[Stored data entries]
————————
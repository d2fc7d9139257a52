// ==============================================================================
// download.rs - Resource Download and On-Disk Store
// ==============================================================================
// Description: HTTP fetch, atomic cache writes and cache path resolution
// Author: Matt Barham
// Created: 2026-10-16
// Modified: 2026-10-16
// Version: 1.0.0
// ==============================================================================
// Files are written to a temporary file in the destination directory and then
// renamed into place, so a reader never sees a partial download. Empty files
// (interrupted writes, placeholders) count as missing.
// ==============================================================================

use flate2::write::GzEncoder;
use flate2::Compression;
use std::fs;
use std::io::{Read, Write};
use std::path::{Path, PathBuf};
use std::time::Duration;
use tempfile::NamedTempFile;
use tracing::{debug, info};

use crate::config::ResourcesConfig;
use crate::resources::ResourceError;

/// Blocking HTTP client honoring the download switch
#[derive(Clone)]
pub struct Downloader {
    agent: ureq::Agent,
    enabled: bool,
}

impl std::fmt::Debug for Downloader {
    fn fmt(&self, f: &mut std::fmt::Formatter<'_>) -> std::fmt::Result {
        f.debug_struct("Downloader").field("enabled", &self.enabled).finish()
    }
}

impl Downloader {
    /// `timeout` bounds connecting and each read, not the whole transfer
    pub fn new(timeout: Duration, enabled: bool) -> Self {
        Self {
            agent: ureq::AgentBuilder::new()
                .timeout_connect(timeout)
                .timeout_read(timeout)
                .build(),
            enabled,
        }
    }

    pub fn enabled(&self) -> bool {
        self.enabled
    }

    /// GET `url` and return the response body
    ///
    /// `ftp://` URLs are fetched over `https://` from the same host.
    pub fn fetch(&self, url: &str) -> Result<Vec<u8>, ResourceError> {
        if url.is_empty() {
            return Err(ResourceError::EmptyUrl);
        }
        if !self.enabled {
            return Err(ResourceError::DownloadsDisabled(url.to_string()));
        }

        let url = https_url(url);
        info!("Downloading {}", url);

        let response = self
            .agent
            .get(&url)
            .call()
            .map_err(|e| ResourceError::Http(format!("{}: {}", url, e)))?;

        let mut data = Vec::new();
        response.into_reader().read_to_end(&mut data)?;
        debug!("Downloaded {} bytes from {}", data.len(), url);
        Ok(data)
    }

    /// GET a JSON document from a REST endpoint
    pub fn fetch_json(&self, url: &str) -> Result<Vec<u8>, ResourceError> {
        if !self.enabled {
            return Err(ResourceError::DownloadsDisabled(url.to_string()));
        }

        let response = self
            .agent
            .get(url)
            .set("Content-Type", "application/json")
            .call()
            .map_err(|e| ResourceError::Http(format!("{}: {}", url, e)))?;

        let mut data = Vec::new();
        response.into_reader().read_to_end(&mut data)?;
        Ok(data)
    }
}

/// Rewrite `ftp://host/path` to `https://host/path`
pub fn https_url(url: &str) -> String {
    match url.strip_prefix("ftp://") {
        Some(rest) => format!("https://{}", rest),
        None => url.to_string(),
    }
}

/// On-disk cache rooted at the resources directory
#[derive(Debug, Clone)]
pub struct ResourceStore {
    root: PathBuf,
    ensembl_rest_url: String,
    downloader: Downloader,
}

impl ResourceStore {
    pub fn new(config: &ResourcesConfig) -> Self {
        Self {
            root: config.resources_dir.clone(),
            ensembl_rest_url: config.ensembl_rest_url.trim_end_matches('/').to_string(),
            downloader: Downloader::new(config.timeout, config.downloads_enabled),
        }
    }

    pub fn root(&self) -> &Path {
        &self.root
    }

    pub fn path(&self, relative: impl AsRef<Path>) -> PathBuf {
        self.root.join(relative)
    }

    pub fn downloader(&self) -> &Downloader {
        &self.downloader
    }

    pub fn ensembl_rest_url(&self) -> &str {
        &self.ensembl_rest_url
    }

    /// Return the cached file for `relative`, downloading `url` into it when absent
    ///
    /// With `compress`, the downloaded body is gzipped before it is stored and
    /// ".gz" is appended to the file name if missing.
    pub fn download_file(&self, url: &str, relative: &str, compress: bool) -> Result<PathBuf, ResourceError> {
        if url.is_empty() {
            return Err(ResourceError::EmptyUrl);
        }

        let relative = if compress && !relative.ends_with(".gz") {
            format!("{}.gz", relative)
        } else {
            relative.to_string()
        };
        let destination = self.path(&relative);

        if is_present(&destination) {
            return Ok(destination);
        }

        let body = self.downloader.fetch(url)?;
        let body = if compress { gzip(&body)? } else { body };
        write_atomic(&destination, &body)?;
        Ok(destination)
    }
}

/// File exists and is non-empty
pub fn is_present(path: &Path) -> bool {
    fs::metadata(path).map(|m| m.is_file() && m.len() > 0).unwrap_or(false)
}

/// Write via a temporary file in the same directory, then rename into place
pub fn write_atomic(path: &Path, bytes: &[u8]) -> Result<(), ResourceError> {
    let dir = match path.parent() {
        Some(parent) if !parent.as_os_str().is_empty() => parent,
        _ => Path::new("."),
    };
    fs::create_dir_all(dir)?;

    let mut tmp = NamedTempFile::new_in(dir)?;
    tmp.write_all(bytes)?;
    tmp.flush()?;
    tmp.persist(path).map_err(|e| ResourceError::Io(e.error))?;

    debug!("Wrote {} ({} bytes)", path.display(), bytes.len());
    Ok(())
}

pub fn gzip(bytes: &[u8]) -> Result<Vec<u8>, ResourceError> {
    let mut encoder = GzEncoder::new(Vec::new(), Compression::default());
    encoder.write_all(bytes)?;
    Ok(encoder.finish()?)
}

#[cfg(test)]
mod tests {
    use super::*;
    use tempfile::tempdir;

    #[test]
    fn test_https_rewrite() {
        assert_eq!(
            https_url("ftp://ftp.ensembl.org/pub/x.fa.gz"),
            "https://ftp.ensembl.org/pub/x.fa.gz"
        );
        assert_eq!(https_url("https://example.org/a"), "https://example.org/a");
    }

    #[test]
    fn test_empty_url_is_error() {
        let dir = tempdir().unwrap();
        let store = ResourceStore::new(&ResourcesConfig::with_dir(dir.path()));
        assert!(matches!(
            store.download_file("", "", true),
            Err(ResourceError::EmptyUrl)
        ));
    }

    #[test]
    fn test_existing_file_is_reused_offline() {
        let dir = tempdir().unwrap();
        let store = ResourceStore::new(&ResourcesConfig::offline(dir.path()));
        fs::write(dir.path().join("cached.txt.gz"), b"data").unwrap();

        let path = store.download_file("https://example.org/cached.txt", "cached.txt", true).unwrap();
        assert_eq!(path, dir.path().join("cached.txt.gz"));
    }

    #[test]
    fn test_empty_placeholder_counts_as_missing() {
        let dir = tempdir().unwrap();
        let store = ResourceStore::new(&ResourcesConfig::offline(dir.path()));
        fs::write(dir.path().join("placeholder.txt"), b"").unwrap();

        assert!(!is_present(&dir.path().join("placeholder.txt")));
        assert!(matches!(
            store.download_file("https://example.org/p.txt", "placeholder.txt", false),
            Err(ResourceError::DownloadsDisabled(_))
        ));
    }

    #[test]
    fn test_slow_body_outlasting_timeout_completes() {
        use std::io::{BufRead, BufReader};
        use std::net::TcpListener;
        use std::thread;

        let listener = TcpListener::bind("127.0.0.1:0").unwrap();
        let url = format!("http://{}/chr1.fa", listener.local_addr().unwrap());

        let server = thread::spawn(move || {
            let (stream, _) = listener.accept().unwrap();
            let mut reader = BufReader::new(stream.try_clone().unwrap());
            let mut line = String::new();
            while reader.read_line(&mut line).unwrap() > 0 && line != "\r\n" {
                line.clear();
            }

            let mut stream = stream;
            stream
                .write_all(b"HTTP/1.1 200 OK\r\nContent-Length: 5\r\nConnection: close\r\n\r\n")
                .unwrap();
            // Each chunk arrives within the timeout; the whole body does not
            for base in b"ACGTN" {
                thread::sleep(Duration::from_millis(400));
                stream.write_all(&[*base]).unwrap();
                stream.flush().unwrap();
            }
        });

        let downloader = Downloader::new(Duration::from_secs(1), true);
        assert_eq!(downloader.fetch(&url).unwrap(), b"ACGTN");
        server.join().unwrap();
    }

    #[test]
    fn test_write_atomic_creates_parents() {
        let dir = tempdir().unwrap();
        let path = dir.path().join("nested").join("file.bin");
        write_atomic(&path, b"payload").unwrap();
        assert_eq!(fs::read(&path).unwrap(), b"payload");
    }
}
————————
Task item
Print exactly the lines above from the one with "directory and then" to the one with "fn fmt(&self, f: &mut", including both.

Written solution
// Files are written to a temporary file in the destination directory and then
// renamed into place, so a reader never sees a partial download. Empty files
// (interrupted writes, placeholders) count as missing.
// ==============================================================================

use flate2::write::GzEncoder;
use flate2::Compression;
use std::fs;
use std::io::{Read, Write};
use std::path::{Path, PathBuf};
use std::time::Duration;
use tempfile::NamedTempFile;
use tracing::{debug, info};

use crate::config::ResourcesConfig;
use crate::resources::ResourceError;

/// Blocking HTTP client honoring the download switch
#[derive(Clone)]
pub struct Downloader {
    agent: ureq::Agent,
    enabled: bool,
}

impl std::fmt::Debug for Downloader {
    fn fmt(&self, f: &mut std::fmt::Formatter<'_>) -> std::fmt::Result {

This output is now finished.